From birth until Zachary was married, Zachary and Isaac shared a room their entire lives. Now they live in nearby apartments in Hickory and are in search of land to build two houses next to each other.

 

They even have the same job, putting their material science degrees to use at Hoffman Materials LLC in Granite Falls, a short drive from their hometown in Maiden, just south of Hickory.

 

Throughout their lives people have encouraged the twins to be more independent of each other, Isaac said, but they “just always enjoyed being around each other.”

 

“I know a lot of people that hang out with their best friends more than their siblings,” he said. “It just so happens (Zachary’s) my best friend.”

 

Their upbringing is not what most might expect of research scientists using advanced technology to grow crystals that are used in such things as cellphones and defense technology.
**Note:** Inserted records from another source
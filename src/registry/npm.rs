//! npm Registry client
//!
//! Fetches package metadata from the npm registry.
//! API endpoint: {registry}/{package}, scoped names as `@scope%2Fname`

use crate::error::RegistryError;
use crate::registry::{HttpClient, Packument, PublishedVersion, Registry, RequestContext};
use async_trait::async_trait;
use chrono::{DateTime, Utc};
use serde::Deserialize;
use serde_json::Value;
use std::collections::{BTreeMap, HashMap};

/// npm registry base URL
pub const DEFAULT_REGISTRY_URL: &str = "https://registry.npmjs.org";

/// Abbreviated metadata media type; omits publish times and readmes
const ABBREVIATED_ACCEPT: &str = "application/vnd.npm.install-v1+json";

const FULL_ACCEPT: &str = "application/json";

/// npm Registry client
pub struct NpmRegistry {
    client: HttpClient,
    base_url: String,
}

/// npm package document
#[derive(Debug, Deserialize)]
struct NpmDocument {
    #[serde(default)]
    name: String,
    #[serde(default, rename = "dist-tags")]
    dist_tags: HashMap<String, String>,
    #[serde(default)]
    versions: HashMap<String, NpmVersion>,
    /// Version → ISO timestamp; also holds `created`, `modified` and `unpublished`
    #[serde(default)]
    time: HashMap<String, Value>,
}

#[derive(Debug, Deserialize)]
struct NpmVersion {
    #[serde(default)]
    dependencies: Option<HashMap<String, Value>>,
}

impl NpmRegistry {
    /// Create a client for the public npm registry
    pub fn new(client: HttpClient) -> Self {
        Self::with_base_url(client, DEFAULT_REGISTRY_URL)
    }

    /// Create a client for a custom registry
    pub fn with_base_url(client: HttpClient, base_url: &str) -> Self {
        Self {
            client,
            base_url: base_url.trim_end_matches('/').to_string(),
        }
    }

    pub fn base_url(&self) -> &str {
        &self.base_url
    }

    /// Build the URL for a package
    fn build_url(&self, package: &str) -> String {
        format!("{}/{}", self.base_url, encode_package_name(package))
    }

    async fn fetch(&self, package: &str, accept: &str) -> Result<NpmDocument, RegistryError> {
        let url = self.build_url(package);
        let ctx = RequestContext {
            package,
            registry: self.registry_name(),
        };
        tracing::debug!(package, %url, "fetching package document");
        self.client.get_json(&url, Some(accept), ctx).await
    }
}

/// Encode a package name for use as a URL path segment
pub fn encode_package_name(package: &str) -> String {
    if package.starts_with('@') {
        package.replacen('/', "%2F", 1)
    } else {
        package.to_string()
    }
}

fn parse_time(value: &Value) -> Option<DateTime<Utc>> {
    value.as_str()?.parse::<DateTime<Utc>>().ok()
}

#[async_trait]
impl Registry for NpmRegistry {
    fn registry_name(&self) -> &str {
        "npm"
    }

    async fn latest_version(&self, package: &str) -> Result<String, RegistryError> {
        let document = self.fetch(package, ABBREVIATED_ACCEPT).await?;
        document
            .dist_tags
            .get("latest")
            .cloned()
            .ok_or_else(|| RegistryError::package_not_found(package, self.registry_name()))
    }

    async fn packument(&self, package: &str) -> Result<Packument, RegistryError> {
        let document = self.fetch(package, FULL_ACCEPT).await?;

        let versions = document
            .versions
            .into_iter()
            .map(|(version, meta)| {
                let dependencies: BTreeMap<String, String> = meta
                    .dependencies
                    .unwrap_or_default()
                    .into_iter()
                    .filter_map(|(name, range)| range.as_str().map(|r| (name, r.to_string())))
                    .collect();
                let published_at = document.time.get(&version).and_then(parse_time);
                (
                    version,
                    PublishedVersion {
                        dependencies,
                        published_at,
                    },
                )
            })
            .collect();

        Ok(Packument {
            name: if document.name.is_empty() {
                package.to_string()
            } else {
                document.name
            },
            latest: document.dist_tags.get("latest").cloned(),
            versions,
        })
    }
}

#[cfg(test)]
mod tests {
    use super::*;
    use std::time::Duration;

    fn registry(url: &str) -> NpmRegistry {
        let client = HttpClient::new()
            .unwrap()
            .with_base_delay(Duration::from_millis(1));
        NpmRegistry::with_base_url(client, url)
    }

    #[test]
    fn test_npm_registry_name() {
        let client = HttpClient::new().unwrap();
        let registry = NpmRegistry::new(client);
        assert_eq!(registry.registry_name(), "npm");
        assert_eq!(registry.base_url(), DEFAULT_REGISTRY_URL);
    }

    #[test]
    fn test_build_url() {
        let registry = registry("https://registry.npmjs.org/");
        assert_eq!(
            registry.build_url("lodash"),
            "https://registry.npmjs.org/lodash"
        );
    }

    #[test]
    fn test_build_url_scoped_package() {
        let registry = registry("https://npm.example.com/");
        assert_eq!(
            registry.build_url("@types/node"),
            "https://npm.example.com/@types%2Fnode"
        );
    }

    #[tokio::test]
    async fn test_latest_version() {
        let mut server = mockito::Server::new_async().await;
        let mock = server
            .mock("GET", "/lodash")
            .match_header("accept", ABBREVIATED_ACCEPT)
            .with_status(200)
            .with_header("content-type", "application/json")
            .with_body(r#"{"name":"lodash","dist-tags":{"latest":"4.17.21","next":"5.0.0-beta"},"versions":{}}"#)
            .create_async()
            .await;

        let latest = registry(&server.url()).latest_version("lodash").await.unwrap();
        assert_eq!(latest, "4.17.21");
        mock.assert_async().await;
    }

    #[tokio::test]
    async fn test_latest_version_scoped() {
        let mut server = mockito::Server::new_async().await;
        let _mock = server
            .mock("GET", "/@types%2Fnode")
            .with_status(200)
            .with_body(r#"{"dist-tags":{"latest":"20.11.0"}}"#)
            .create_async()
            .await;

        let latest = registry(&server.url())
            .latest_version("@types/node")
            .await
            .unwrap();
        assert_eq!(latest, "20.11.0");
    }

    #[tokio::test]
    async fn test_latest_version_without_tag_is_not_found() {
        let mut server = mockito::Server::new_async().await;
        let _mock = server
            .mock("GET", "/empty")
            .with_status(200)
            .with_body(r#"{"name":"empty","dist-tags":{}}"#)
            .create_async()
            .await;

        let err = registry(&server.url())
            .latest_version("empty")
            .await
            .unwrap_err();
        assert!(err.is_not_found());
    }

    #[tokio::test]
    async fn test_latest_version_404() {
        let mut server = mockito::Server::new_async().await;
        let _mock = server
            .mock("GET", "/does-not-exist")
            .with_status(404)
            .with_body(r#"{"error":"Not found"}"#)
            .create_async()
            .await;

        let err = registry(&server.url())
            .latest_version("does-not-exist")
            .await
            .unwrap_err();
        assert!(err.is_not_found());
    }

    #[tokio::test]
    async fn test_packument() {
        let mut server = mockito::Server::new_async().await;
        let _mock = server
            .mock("GET", "/left-pad")
            .match_header("accept", FULL_ACCEPT)
            .with_status(200)
            .with_body(
                r#"{
                  "name": "left-pad",
                  "dist-tags": {"latest": "1.3.0"},
                  "versions": {
                    "1.2.0": {},
                    "1.3.0": {"dependencies": {"a": "^1.0.0", "weird": {"x": 1}}}
                  },
                  "time": {
                    "created": "2016-03-01T00:00:00.000Z",
                    "1.2.0": "2017-11-01T10:00:00.000Z",
                    "1.3.0": "2018-04-09T01:30:00.000Z",
                    "unpublished": {"time": "2019-01-01T00:00:00.000Z"}
                  }
                }"#,
            )
            .create_async()
            .await;

        let packument = registry(&server.url()).packument("left-pad").await.unwrap();
        assert_eq!(packument.name, "left-pad");
        assert_eq!(packument.latest.as_deref(), Some("1.3.0"));
        assert_eq!(packument.versions.len(), 2);

        let v13 = packument.version("1.3.0").unwrap();
        assert_eq!(v13.dependencies.len(), 1);
        assert_eq!(v13.dependencies.get("a").map(String::as_str), Some("^1.0.0"));
        assert_eq!(
            packument.published_at("1.3.0").unwrap().to_rfc3339(),
            "2018-04-09T01:30:00+00:00"
        );
        assert!(packument.version("1.2.0").unwrap().dependencies.is_empty());
    }
}
//! Project configuration file
//!
//! Reads `upgradeps.toml` from the project directory, or the file given
//! with `--config`. Every key mirrors a CLI flag:
//!
//! ```toml
//! groups = ["dependencies", "devDependencies"]
//! skip = ["react", "react-dom"]
//! minor-only = true
//! registry = "https://registry.npmjs.org"
//! ```

use crate::error::ConfigError;
use serde::Deserialize;
use std::path::{Path, PathBuf};

/// Default configuration file name looked up in the project directory
pub const CONFIG_FILENAME: &str = "upgradeps.toml";

/// Contents of a configuration file; absent keys fall back to defaults
#[derive(Debug, Clone, Default, PartialEq, Eq, Deserialize)]
#[serde(rename_all = "kebab-case", deny_unknown_fields)]
pub struct ConfigFile {
    pub groups: Option<Vec<String>>,
    pub skip: Option<Vec<String>>,
    pub dev_only: Option<bool>,
    pub minor_only: Option<bool>,
    pub fixed: Option<bool>,
    pub registry: Option<String>,
    pub test: Option<bool>,
    pub verbose: Option<bool>,
    pub minimal: Option<bool>,
    pub modules: Option<bool>,
    pub npm: Option<bool>,
}

impl ConfigFile {
    /// Load the configuration for a project directory
    ///
    /// An explicit path must exist. The default file is optional and
    /// `Ok(None)` is returned when it is missing.
    pub fn load(dir: &Path, explicit: Option<&Path>) -> Result<Option<Self>, ConfigError> {
        let path: PathBuf = match explicit {
            Some(path) => {
                if !path.is_file() {
                    return Err(ConfigError::NotFound {
                        path: path.to_path_buf(),
                    });
                }
                path.to_path_buf()
            }
            None => {
                let path = dir.join(CONFIG_FILENAME);
                if !path.is_file() {
                    tracing::debug!(path = %path.display(), "no configuration file");
                    return Ok(None);
                }
                path
            }
        };

        let content = std::fs::read_to_string(&path).map_err(|e| ConfigError::ReadError {
            path: path.clone(),
            source: e,
        })?;
        let config = Self::parse(&path, &content)?;
        tracing::debug!(path = %path.display(), "loaded configuration file");
        Ok(Some(config))
    }

    /// Parse configuration content; `path` is used for error messages
    pub fn parse(path: &Path, content: &str) -> Result<Self, ConfigError> {
        toml::from_str(content).map_err(|e: toml::de::Error| {
            ConfigError::parse_error(path, e.to_string().trim_end())
        })
    }
}
//! Range normalization for npm version ranges
//!
//! Turns a declared range into a comparable version:
//! - `^1.2.3`, `~1.2.3`, `=1.2.3`, `v1.2.3` → `1.2.3`
//! - `1.x`, `1.2.*` → `1.0.0`, `1.2.0`
//! - `^2.3` → `2.3.0`
//!
//! Comparator sets (`>=1 <2`), tags, URLs and git specs do not normalize.

use regex::Regex;
use serde::{Serialize, Serializer};
use std::fmt;
use std::sync::LazyLock;

static RANGE_RE: LazyLock<Regex> = LazyLock::new(|| {
    Regex::new(r"^(?:\^|~>?|=)?\s*v?([0-9xX*]+(?:\.[0-9xX*]+){0,2})([-+][0-9A-Za-z.+-]*)?$")
        .unwrap()
});

/// A version derived from a range string, used only for comparison
#[derive(Debug, Clone, PartialEq, Eq, PartialOrd, Ord, Hash)]
pub struct NormalizedVersion(semver::Version);

impl NormalizedVersion {
    /// Normalize a range string, returning None when it is not a simple version range
    pub fn parse(range: &str) -> Option<Self> {
        let caps = RANGE_RE.captures(range.trim())?;
        let core = caps.get(1)?.as_str();
        let qualifier = caps.get(2).map(|m| m.as_str()).unwrap_or("");

        let mut segments = Vec::with_capacity(3);
        for segment in core.split('.') {
            if segment.chars().all(|c| c.is_ascii_digit()) {
                segments.push(segment);
            } else if matches!(segment, "x" | "X" | "*") {
                segments.push("0");
            } else {
                return None;
            }
        }
        while segments.len() < 3 {
            segments.push("0");
        }

        let text = format!("{}{}", segments.join("."), qualifier);
        semver::Version::parse(&text).ok().map(Self)
    }

    /// The underlying semver version
    pub fn version(&self) -> &semver::Version {
        &self.0
    }

    /// Returns true if the version carries a prerelease qualifier
    pub fn is_prerelease(&self) -> bool {
        !self.0.pre.is_empty()
    }
}

impl fmt::Display for NormalizedVersion {
    fn fmt(&self, f: &mut fmt::Formatter<'_>) -> fmt::Result {
        write!(f, "{}", self.0)
    }
}

impl Serialize for NormalizedVersion {
    fn serialize<S: Serializer>(&self, serializer: S) -> Result<S::Ok, S::Error> {
        serializer.collect_str(&self.0)
    }
}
No one in their family previously had a college degree, and no one encouraged higher education. But their father taught them how to fix cars, lawn mowers, and “anything with an engine in it” from a young age, Isaac said, which got them interested in material science and electronics.

 

“Our dad did all sorts of things. He was sort of the master of all trades,” Isaac said. “He was conservative with his money, so we had to learn how to do a lot of things.”

 

The idea of going to college was never something that crossed their minds, Isaac said, until their high school teachers encouraged them, Zachary said.

 

“No one in our family went to university, so the whole idea of going to a four-year university wasn’t something our parents told us not to do, but it just wasn’t anything anyone in our family ever did,” Zachary said. “Everybody we grew up around, all the people we lived around weren’t really interested in going to college.”

 

The twins both dual-enrolled at Catawba Valley Community College while in high school, then went to Lenoir-Rhyne University for a year. Both played the trumpet in high school and earned music and academic scholarships for college. Without the scholarships, Isaac said they never would have gone to school.

 

From Lenoir-Rhyne the twins transferred to Appalachian State University together, majoring in both math and physics with a minor in music. After graduating in 2011, the idea of further education in graduate school was not a thought until an academic adviser encouraged them to apply.

 

Once an offer came for both of them to attend N.C. State University, they stopped applying anywhere else, Zachary said. Staying close to home and together has always been a priority.

 

After graduating in 2015 with their master’s and doctorates in material science, they began fielding job offers from as far as Germany and the U.S. West Coast but never expected to be hired together, let alone so close to home and in their area of research, Isaac said.

 

Hoffman Materials, formerly known as Krystal Engineering, announced in February 2016 it would move its crystal-growing operations to Granite Falls from Florida and eventually also bring processing operations there. The Bryans immediately called the phone number on the press release – the cellphone of CEO Mark Rauchfuss, who hired them right away.

 

“We thought coming home we were taking a step back in our careers … But this job is not a step back,” Isaac said.

 

Zachary agreed.

 

“That’s why we’re building houses next to each other, even though there’s potential of not working together, we can still spend time together,” Zachary said.